Anatole and the Cat
- Anatole and the Cat (2010 Edition)
- Author: Eve Titus
- Illustrator: Paul Galdone
- Publisher: Penguin Random House (Dragonfly Books)
- Publication date: 1957; 12 January 2010;
- Media type: Children's picture book
- Pages: 32
- Awards: Caldecott Honor
- ISBN: 978-0375855474

= Anatole and the Cat =

1958 Caldecott picture book

Anatole and the Cat is a 1957 picture book written by Eve Titus and illustrated by Paul Galdone. The book tells the story of a mouse who secretly works at a cheese factory and what happens when the owner brings a cat to the factory. The book was a recipient of a 1958 Caldecott Honor for its illustrations.

==Plot==
Anatole is the happiest, most contented mouse in all of Paris.
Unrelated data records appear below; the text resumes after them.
use crate::config::RunParams;
use crate::core::{ProbeOutcome, RttError, Sample};
use crate::estimation::{Estimator, RttEstimator};
use crate::series::SeriesAccumulator;
use crate::sources::SampleSource;
use crate::tasks::{ProgressSnapshot, RunReport};
use chrono::Utc;
use std::sync::mpsc::Sender;
use std::time::Instant;
use tracing::{debug, info, warn};

/// Drives one probe stream: pulls up to `target_count` attempts from the
/// source, feeds accepted samples through the estimator and records the
/// aligned results.
///
/// The run owns its estimator and series; independent streams need
/// independent runs.
pub struct ProbeRun {
    source: Box<dyn SampleSource>,
    estimator: Box<dyn Estimator>,
    series: SeriesAccumulator,

    target_count: u64,
    progress_frequency: u64,

    attempts: u64,
    lost: u64,
    rejected: u64,
    start_time: Instant,

    progress_tx: Option<Sender<ProgressSnapshot>>,
}

impl ProbeRun {
    pub fn new(
        source: Box<dyn SampleSource>,
        estimator: Box<dyn Estimator>,
        target_count: u64,
        progress_frequency: u64,
    ) -> Result<Self, RttError> {
        if target_count == 0 {
            return Err(RttError::config("target_count must be > 0"));
        }
        if progress_frequency == 0 {
            return Err(RttError::config("progress_frequency must be > 0"));
        }

        Ok(Self {
            source,
            estimator,
            series: SeriesAccumulator::with_capacity(target_count.min(4096) as usize),
            target_count,
            progress_frequency,
            attempts: 0,
            lost: 0,
            rejected: 0,
            start_time: Instant::now(),
            progress_tx: None,
        })
    }

    /// Builds a run with a fresh [`RttEstimator`] configured from `params`.
    pub fn from_params(params: &RunParams, source: Box<dyn SampleSource>) -> Result<Self, RttError> {
        params.validate()?;
        let estimator = RttEstimator::new(params.estimator_config()?);
        Self::new(
            source,
            Box::new(estimator),
            params.target_count,
            params.progress_frequency,
        )
    }

    pub fn with_progress(mut self, tx: Sender<ProgressSnapshot>) -> Self {
        self.progress_tx = Some(tx);
        self
    }

    /// Runs the stream to completion and hands back the finalized series.
    pub fn run(mut self) -> RunReport {
        let started_at = Utc::now();
        self.start_time = Instant::now();
        self.estimator.reset();

        info!(target_count = self.target_count, "probe run started");

        while self.attempts < self.target_count && self.source.has_more_attempts() {
            let Some(outcome) = self.source.next_attempt() else {
                break;
            };
            let index = self.attempts;
            self.attempts += 1;

            match outcome {
                ProbeOutcome::Lost => {
                    self.lost += 1;
                    debug!(index, "probe lost");
                }
                ProbeOutcome::Reply(rtt_ms) => self.accept(index, rtt_ms),
            }

            if self.attempts % self.progress_frequency == 0 {
                self.push_progress();
            }
        }

        self.push_progress();

        let report = RunReport {
            series: self.series.finalize(),
            target_count: self.target_count,
            attempts: self.attempts,
            lost: self.lost,
            rejected: self.rejected,
            started_at,
            elapsed: self.start_time.elapsed(),
        };

        info!(
            attempts = report.attempts,
            successes = report.successes(),
            lost = report.lost,
            rejected = report.rejected,
            unissued = self.target_count - self.attempts,
            "probe run finished"
        );
        report
    }

    fn accept(&mut self, index: u64, rtt_ms: f64) {
        let step = Sample::new(index, rtt_ms)
            .and_then(|sample| self.estimator.update(rtt_ms).map(|est| (sample, est)));

        match step {
            Ok((sample, est)) => {
                debug!(
                    index,
                    rtt_ms,
                    estimated_rtt = est.estimated_rtt,
                    dev_rtt = est.dev_rtt,
                    timeout_interval = est.timeout_interval,
                    "sample accepted"
                );
                self.series.append(sample, est);
            }
            Err(err) => {
                self.rejected += 1;
                warn!(index, %err, "sample rejected");
            }
        }
    }

    fn push_progress(&mut self) {
        let snapshot = ProgressSnapshot {
            attempts: self.attempts,
            successes: self.series.len() as u64,
            lost: self.lost,
            rejected: self.rejected,
            latest: self.estimator.current(),
            seconds: self.start_time.elapsed().as_secs_f64(),
        };

        if let Some(tx) = &self.progress_tx {
            let _ = tx.send(snapshot);
        }
    }
}

#[cfg(test)]
mod tests {
    use super::*;
    use crate::estimation::EstimatorConfig;
    use crate::series::SeriesColumn;
    use crate::sources::{SyntheticSource, VecSource};
    use crate::testing::SpyEstimator;
    use approx::assert_relative_eq;
    use proptest::prelude::*;
    use std::sync::mpsc;

    fn run_of(values: Vec<Option<f64>>, target: u64) -> RunReport {
        let src: Box<dyn SampleSource> = Box::new(VecSource::from_options(values));
        let est: Box<dyn Estimator> = Box::new(RttEstimator::default());
        ProbeRun::new(src, est, target, 10).unwrap().run()
    }

    #[test]
    fn ctor_guards() {
        let src: Box<dyn SampleSource> = Box::new(VecSource::from_replies([1.0]));
        let est: Box<dyn Estimator> = Box::new(RttEstimator::default());
        assert!(matches!(
            ProbeRun::new(src, est, 0, 10),
            Err(RttError::Configuration(_))
        ));

        let src: Box<dyn SampleSource> = Box::new(VecSource::from_replies([1.0]));
        let est: Box<dyn Estimator> = Box::new(RttEstimator::default());
        assert!(matches!(
            ProbeRun::new(src, est, 5, 0),
            Err(RttError::Configuration(_))
        ));
    }

    #[test]
    fn lost_attempts_leave_no_entry() {
        let report = run_of(vec![Some(100.0), None, Some(120.0), None], 4);
        assert_eq!(report.attempts, 4);
        assert_eq!(report.lost, 2);
        assert_eq!(report.successes(), 2);

        let idx: Vec<u64> = report.series.entries().iter().map(|e| e.index).collect();
        assert_eq!(idx, vec![0, 2]);
        assert_eq!(report.series.estimated_rtt(), vec![100.0, 102.5]);
        assert_relative_eq!(report.packet_loss_ratio().unwrap(), 0.5);
    }

    #[test]
    fn stops_at_target_count() {
        let report = run_of((0..50).map(|i| Some(i as f64)).collect(), 10);
        assert_eq!(report.attempts, 10);
        assert_eq!(report.series.len(), 10);
        assert_eq!(report.packet_loss_ratio().unwrap(), 0.0);
    }

    #[test]
    fn short_source_counts_unissued_attempts_as_loss() {
        let report = run_of(vec![Some(1.0); 7], 10);
        assert_eq!(report.attempts, 7);
        assert_relative_eq!(report.packet_loss_ratio().unwrap(), 0.3);
        assert_relative_eq!(report.summary().unwrap().packet_loss_ratio, 0.3);
    }

    #[test]
    fn rejected_samples_are_skipped_without_touching_the_estimate() {
        let noisy = run_of(
            vec![Some(100.0), Some(-1.0), Some(f64::NAN), Some(120.0)],
            4,
        );
        let clean = run_of(vec![Some(100.0), Some(120.0)], 2);

        assert_eq!(noisy.rejected, 2);
        assert_eq!(noisy.lost, 0);
        assert_eq!(noisy.series.estimated_rtt(), clean.series.estimated_rtt());
        assert_eq!(noisy.series.dev_rtt(), clean.series.dev_rtt());
        assert_relative_eq!(noisy.packet_loss_ratio().unwrap(), 0.5);
    }

    #[test]
    fn total_loss_reports_insufficient_data() {
        let report = run_of(vec![None; 5], 5);
        assert!(report.series.is_empty());
        assert_eq!(report.packet_loss_ratio().unwrap(), 1.0);
        assert!(matches!(
            report.summary(),
            Err(RttError::InsufficientData { .. })
        ));
    }

    #[test]
    fn progress_snapshots_periodic_and_final() {
        let _ = tracing_subscriber::fmt()
            .with_test_writer()
            .with_max_level(tracing::Level::DEBUG)
            .try_init();

        let (tx, rx) = mpsc::channel();
        let src: Box<dyn SampleSource> =
            Box::new(VecSource::from_replies((0..25).map(|i| 10.0 + i as f64)));
        let est: Box<dyn Estimator> = Box::new(RttEstimator::default());
        let report = ProbeRun::new(src, est, 25, 10)
            .unwrap()
            .with_progress(tx)
            .run();

        let snaps: Vec<ProgressSnapshot> = rx.try_iter().collect();
        let attempts: Vec<u64> = snaps.iter().map(|s| s.attempts).collect();
        assert_eq!(attempts, vec![10, 20, 25]);

        let last = snaps.last().unwrap();
        assert_eq!(last.successes, 25);
        assert_eq!(last.latest, report.series.latest().map(|e| e.estimate()));
        assert!(last.to_string().starts_with("attempts=25, ok=25, lost=0, rejected=0, est="));
    }

    #[test]
    fn estimator_is_reset_once_and_fed_only_accepted_replies() {
        let (spy, handle) = SpyEstimator::new();
        let src: Box<dyn SampleSource> =
            Box::new(VecSource::from_options([Some(1.0), None, Some(2.0), Some(-3.0), Some(4.0)]));
        let report = ProbeRun::new(src, Box::new(spy), 5, 2).unwrap().run();

        assert_eq!(handle.resets(), 1);
        assert_eq!(handle.updates(), 3);
        assert_eq!(report.successes(), 3);
        assert_eq!(report.rejected, 1);
    }

    #[test]
    fn from_params_uses_configured_weights() {
        let mut params = RunParams::new(2);
        params.alpha = 0.5;
        params.beta = 0.5;
        let src: Box<dyn SampleSource> = Box::new(VecSource::from_replies([10.0, 30.0]));
        let report = ProbeRun::from_params(&params, src).unwrap().run();
        assert_eq!(report.series.estimated_rtt(), vec![10.0, 20.0]);
        assert_eq!(report.series.dev_rtt(), vec![0.0, 5.0]);

        params.alpha = 0.0;
        let src: Box<dyn SampleSource> = Box::new(VecSource::from_replies([1.0]));
        assert!(matches!(
            ProbeRun::from_params(&params, src),
            Err(RttError::Configuration(_))
        ));
    }

    #[test]
    fn independent_streams_do_not_share_state() {
        let handles: Vec<_> = [(5.0, 1u64), (80.0, 2u64)]
            .into_iter()
            .map(|(base, seed)| {
                std::thread::spawn(move || {
                    let src = SyntheticSource::new(base, 2.0, 0.1, Some(200), seed).unwrap();
                    let est = RttEstimator::new(EstimatorConfig::default());
                    let report = ProbeRun::new(Box::new(src), Box::new(est), 200, 50)
                        .unwrap()
                        .run();
                    report.summary().unwrap().mean(SeriesColumn::EstimatedRtt)
                })
            })
            .collect();
        let means: Vec<f64> = handles.into_iter().map(|h| h.join().unwrap()).collect();
        assert!((5.0..7.0).contains(&means[0]), "{}", means[0]);
        assert!((80.0..82.0).contains(&means[1]), "{}", means[1]);
    }

    proptest! {
        #[test]
        fn series_invariants_hold(values in prop::collection::vec(prop::option::of(0.0f64..1_000.0), 1..120)) {
            let target = values.len() as u64;
            let ok = values.iter().filter(|v| v.is_some()).count();
            let report = run_of(values, target);
            let s = &report.series;

            prop_assert_eq!(s.len(), ok);
            prop_assert_eq!(s.samples().len(), s.estimated_rtt().len());
            prop_assert_eq!(s.dev_rtt().len(), s.timeout_interval().len());
            if let Some(first) = s.entries().first() {
                prop_assert_eq!(first.estimated_rtt, first.sample_rtt);
                prop_assert_eq!(first.dev_rtt, 0.0);
            }
            for e in s.entries() {
                prop_assert!(e.timeout_interval >= e.estimated_rtt);
            }
        }

        #[test]
        fn constant_input_is_flat(c in 0.0f64..1_000.0, n in 1usize..100) {
            let report = run_of(vec![Some(c); n], n as u64);
            for e in report.series.entries() {
                prop_assert_eq!(e.estimated_rtt, c);
                prop_assert_eq!(e.dev_rtt, 0.0);
            }
        }
    }
}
He is Vice-President in charge of Cheese Tasting at Duvall’s cheese factory. He works in secret at night–the people at Duvall have no idea their mysterious taster is really a mouse! So M’sieu Duvall thinks nothing of bringing his pet cat to the factory...

Clever Anatole must act to protect his job and his life! He must do what no mouse has done before–find a way to bell the cat. Bonne chance, Anatole!